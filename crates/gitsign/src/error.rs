//! Error types for gitsign

use std::io;
use thiserror::Error;

/// Errors crossing the signing backend boundary
pub type BoxError = Box<dyn std::error::Error + Send + Sync>;

/// Errors that can end an invocation
///
/// Each variant names the stage that failed; the message is what the
/// operator sees on the terminal.
#[derive(Error, Debug)]
pub enum Error {
    /// The signing backend could not be started
    #[error("failed to start signing backend: {0}")]
    Backend(BoxError),

    /// The identity provider could not produce a signer identity
    #[error("failed to get identity: {0}")]
    Identity(BoxError),

    /// The message file named on the command line could not be opened
    #[error("failed to open message file ({path}): {source}")]
    OpenMessage {
        /// Path given on the command line
        path: String,
        /// Underlying failure
        source: io::Error,
    },

    /// The message could not be read
    #[error("failed to read message from {origin}: {source}")]
    ReadMessage {
        /// File path, or `stdin`
        origin: String,
        /// Underlying failure
        source: io::Error,
    },

    /// The transparency log client could not be created
    #[error("failed to create rekor client: {0}")]
    RekorClient(BoxError),

    /// The signer failed
    #[error("failed to sign message: {0}")]
    Sign(BoxError),

    /// A `[GNUPG:]` status line could not be written
    #[error("failed to write status line: {0}")]
    Status(io::Error),

    /// The signature could not be written to the output stream
    #[error("failed to write signature: {0}")]
    WriteSignature(io::Error),

    /// A certificate could not be parsed or lacks required data
    #[error("invalid certificate: {0}")]
    Certificate(String),

    /// The signature document is malformed
    #[error("invalid signature: {0}")]
    Signature(String),

    /// The signature does not verify
    #[error("failed to verify signature: {0}")]
    Verify(String),

    /// Configuration could not be loaded
    #[error("configuration error: {0}")]
    Config(String),

    /// A mode flag selected a command nobody registered
    #[error("no command registered for --{0}")]
    UnregisteredCommand(&'static str),

    /// The unit of work panicked
    #[error("panic: {0}")]
    Panicked(String),
}

/// Result type for gitsign operations
pub type Result<T> = std::result::Result<T, Error>;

------------------------------------------------------------------------

[Exercise] Retype each record, matching it exactly.

[Your solution]
filename crates/gitsign/src/error.rs
//! Error types for gitsign

use std::io;
use thiserror::Error;

/// Errors crossing the signing backend boundary
pub type BoxError = Box<dyn std::error::Error + Send + Sync>;

/// Errors that can end an invocation
///
/// Each variant names the stage that failed; the message is what the
/// operator sees on the terminal.
#[derive(Error, Debug)]
pub enum Error {
    /// The signing backend could not be started
    #[error("failed to start signing backend: {0}")]
    Backend(BoxError),

    /// The identity provider could not produce a signer identity
    #[error("failed to get identity: {0}")]
    Identity(BoxError),

    /// The message file named on the command line could not be opened
    #[error("failed to open message file ({path}): {source}")]
    OpenMessage {
        /// Path given on the command line
        path: String,
        /// Underlying failure
        source: io::Error,
    },

    /// The message could not be read
    #[error("failed to read message from {origin}: {source}")]
    ReadMessage {
        /// File path, or `stdin`
        origin: String,
        /// Underlying failure
        source: io::Error,
    },

    /// The transparency log client could not be created
    #[error("failed to create rekor client: {0}")]
    RekorClient(BoxError),

    /// The signer failed
    #[error("failed to sign message: {0}")]
    Sign(BoxError),

    /// A `[GNUPG:]` status line could not be written
    #[error("failed to write status line: {0}")]
    Status(io::Error),

    /// The signature could not be written to the output stream
    #[error("failed to write signature: {0}")]
    WriteSignature(io::Error),

    /// A certificate could not be parsed or lacks required data
    #[error("invalid certificate: {0}")]
    Certificate(String),

    /// The signature document is malformed
    #[error("invalid signature: {0}")]
    Signature(String),

    /// The signature does not verify
    #[error("failed to verify signature: {0}")]
    Verify(String),

    /// Configuration could not be loaded
    #[error("configuration error: {0}")]
    Config(String),

    /// A mode flag selected a command nobody registered
    #[error("no command registered for --{0}")]
    UnregisteredCommand(&'static str),

    /// The unit of work panicked
    #[error("panic: {0}")]
    Panicked(String),
}

/// Result type for gitsign operations
pub type Result<T> = std::result::Result<T, Error>;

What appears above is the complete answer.